The LE-CL Pyranometer uses an polycrystalline silicon solar cell to measure the incoming global solar radiation. This gives good accuracy without the expense and maintenance required by a thermopile pyranometer.
It also provides a flatter spectral response than the photo diodes that are frequently used for this type of sensor.
The pyranometer has a relatively large surface compared to many photo diode sensors. This minimizes inaccuracies caused by the effect of rain drops and dirt on the surface. The sensor has a slightly domed top to facilitate rain drainage. Dirt sitting on the surface of the sensor is dispersed by rain flowing off the dome.
Spectral Response Graph
The full terrestrial solar spectrum deposits measurable energy at the earth’s surface in the range from 287 nanometers (nm) to beyond 4000 nm. However, as can be seen from the spectral response graph, the pyranometer measures the radiation between 300 and 1100 nanometers. As over 90% of the solar energy is between 300 to 1100 nm, the pyranometer is calibrated so as to estimate the short-wave component of the solar radiation.
Cosine Response Graph
An ideal pyranometer collects radiation from horizon to horizon and should therefore have a reception angle of 180° in all directions. In reality, some low angle radiation will not be detected because of the geometry of the sensor but this has been minimized by the sensor head design.

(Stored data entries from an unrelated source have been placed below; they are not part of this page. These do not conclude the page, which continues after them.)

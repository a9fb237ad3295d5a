use std::net::SocketAddr;
use std::path::PathBuf;
use std::time::Duration;

use anyhow::{bail, Context, Result};
use clap::{Parser, Subcommand};
use tokio_util::sync::CancellationToken;
use tracing::info;

use ngopen::client::{self, AgentConfig};
use ngopen::config::{self, StoredConfig};
use ngopen::hostname;
use ngopen::protocol::AUTO_HOSTNAME;
use ngopen::server::{self, IngressConfig};

#[derive(Parser, Debug)]
#[command(
    name = "ngopen",
    version = env!("CARGO_PKG_VERSION"),
    about = "Expose a local service under a public hostname through a reverse tunnel",
    long_about = "ngopen relays HTTP requests from a public ingress to a local service \
                  over a single outbound tunnel connection, so nothing behind the NAT \
                  needs an open port"
)]
struct Cli {
    #[command(subcommand)]
    command: Commands,

    /// Log level (trace, debug, info, warn, error)
    #[arg(short, long, env = config::LOG_LEVEL_ENV, default_value = "info")]
    log_level: String,
}

#[derive(Subcommand, Debug)]
enum Commands {
    /// Run the public ingress (tunnel listener + HTTP front end)
    Server {
        /// Bind address for agent tunnel connections
        #[arg(long, default_value = "0.0.0.0:9000")]
        tunnel_bind: SocketAddr,

        /// Bind address for inbound HTTP
        #[arg(long, default_value = "0.0.0.0:8080")]
        http_bind: SocketAddr,

        /// Dot-prefixed domain appended to generated hostnames
        #[arg(long, env = config::SUFFIX_ENV, default_value = hostname::DEFAULT_SUFFIX)]
        suffix: String,

        /// HTML file served when no tunnel matches the Host header
        #[arg(long, default_value = "static/error.html")]
        error_page: PathBuf,
    },

    /// Expose a local service through the ingress
    Tunnel {
        /// Subdomain to register, or AUTO to let the server assign one
        #[arg(long)]
        hostname: Option<String>,

        /// Local service to forward to (host:port)
        #[arg(long)]
        local: Option<String>,

        /// Tunnel server address
        #[arg(long)]
        server: Option<String>,

        /// Delay between reconnection attempts (e.g. 5s)
        #[arg(long, value_parser = humantime::parse_duration)]
        reconnect_delay: Option<Duration>,

        /// Preserve the original client IP in X-Forwarded-For
        #[arg(long, num_args = 0..=1, default_missing_value = "true")]
        preserve_ip: Option<bool>,

        /// Authentication token for the server
        #[arg(long)]
        auth: Option<String>,

        /// Verbose logging
        #[arg(long)]
        debug: bool,
    },

    /// Show or update saved tunnel defaults
    Config {
        #[command(subcommand)]
        action: ConfigAction,
    },
}

#[derive(Subcommand, Debug)]
enum ConfigAction {
    /// Print one saved value
    Get { key: String },
    /// Save a value
    Set { key: String, value: String },
    /// Print all saved values
    List,
}

#[tokio::main]
async fn main() -> Result<()> {
    let cli = Cli::parse();

    let level = if matches!(&cli.command, Commands::Tunnel { debug: true, .. }) {
        "debug".to_string()
    } else {
        cli.log_level.clone()
    };
    tracing_subscriber::fmt()
        .with_env_filter(
            tracing_subscriber::EnvFilter::builder()
                .with_default_directive(level.parse()?)
                .from_env_lossy(),
        )
        .with_target(false)
        .init();

    match cli.command {
        Commands::Server {
            tunnel_bind,
            http_bind,
            suffix,
            error_page,
        } => {
            server::run_server(IngressConfig {
                tunnel_bind,
                http_bind,
                hostname_suffix: suffix,
                error_page,
            })
            .await
        }

        Commands::Tunnel {
            hostname,
            local,
            server,
            reconnect_delay,
            preserve_ip,
            auth,
            debug: _,
        } => {
            let stored = StoredConfig::load()?;
            let cfg = resolve_agent_config(
                hostname,
                local,
                server,
                reconnect_delay,
                preserve_ip,
                auth,
                &stored,
            )?;

            let shutdown = CancellationToken::new();
            tokio::spawn({
                let shutdown = shutdown.clone();
                async move {
                    if wait_for_signal().await.is_ok() {
                        info!("shutdown signal received");
                    }
                    shutdown.cancel();
                }
            });
            client::run_agent(cfg, shutdown).await
        }

        Commands::Config { action } => run_config(action),
    }
}

/// Merges CLI flags over stored defaults over built-in defaults; `--local`
/// and `--auth` must come from one of the two.
fn resolve_agent_config(
    hostname: Option<String>,
    local: Option<String>,
    server: Option<String>,
    reconnect_delay: Option<Duration>,
    preserve_ip: Option<bool>,
    auth: Option<String>,
    stored: &StoredConfig,
) -> Result<AgentConfig> {
    let Some(local) = local.or_else(|| stored.local.clone()) else {
        bail!("--local is required (host:port of the service to expose)");
    };
    let Some(auth_token) = auth.or_else(|| stored.auth.clone()) else {
        bail!("--auth is required");
    };
    let reconnect_delay = match reconnect_delay {
        Some(delay) => delay,
        None => match &stored.reconnect_delay {
            Some(text) => humantime::parse_duration(text)
                .context("invalid reconnect-delay in config file")?,
            None => client::DEFAULT_RECONNECT_DELAY,
        },
    };
    Ok(AgentConfig {
        hostname: hostname
            .or_else(|| stored.hostname.clone())
            .unwrap_or_else(|| AUTO_HOSTNAME.to_string()),
        local,
        server: server
            .or_else(|| stored.server.clone())
            .unwrap_or_else(|| client::DEFAULT_SERVER.to_string()),
        reconnect_delay,
        preserve_ip: preserve_ip.or(stored.preserve_ip).unwrap_or(true),
        auth_token,
    })
}

async fn wait_for_signal() -> std::io::Result<()> {
    #[cfg(unix)]
    {
        use tokio::signal::unix::{signal, SignalKind};
        let mut terminate = signal(SignalKind::terminate())?;
        tokio::select! {
            res = tokio::signal::ctrl_c() => res,
            _ = terminate.recv() => Ok(()),
        }
    }
    #[cfg(not(unix))]
    {
        tokio::signal::ctrl_c().await
    }
}

fn run_config(action: ConfigAction) -> Result<()> {
    match action {
        ConfigAction::Get { key } => {
            if let Some(value) = StoredConfig::load()?.get(&key)? {
                println!("{value}");
            }
        }
        ConfigAction::Set { key, value } => {
            let mut cfg = StoredConfig::load()?;
            cfg.set(&key, &value)?;
            cfg.save()?;
            println!("{key} = {value}");
        }
        ConfigAction::List => {
            for (key, value) in StoredConfig::load()?.entries() {
                println!("{key} = {value}");
            }
        }
    }
    Ok(())
}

As can be seen from the cosine response graph, the cosine error for this pyranometer is typically less than 3% from vertical to 85° in all directions.
Other sources of error
The polycrystalline silicon solar cells have a temperature coefficient of 0.15% per 1°C. The pyranometer is calibrated at 20°C giving a possible 3% error from 0°C to 40°C
The output of all radiation sensors tends to decrease over time as the detector ages. Our calculations estimate that the average decrease of the sensor is between 1% and 2 % per year.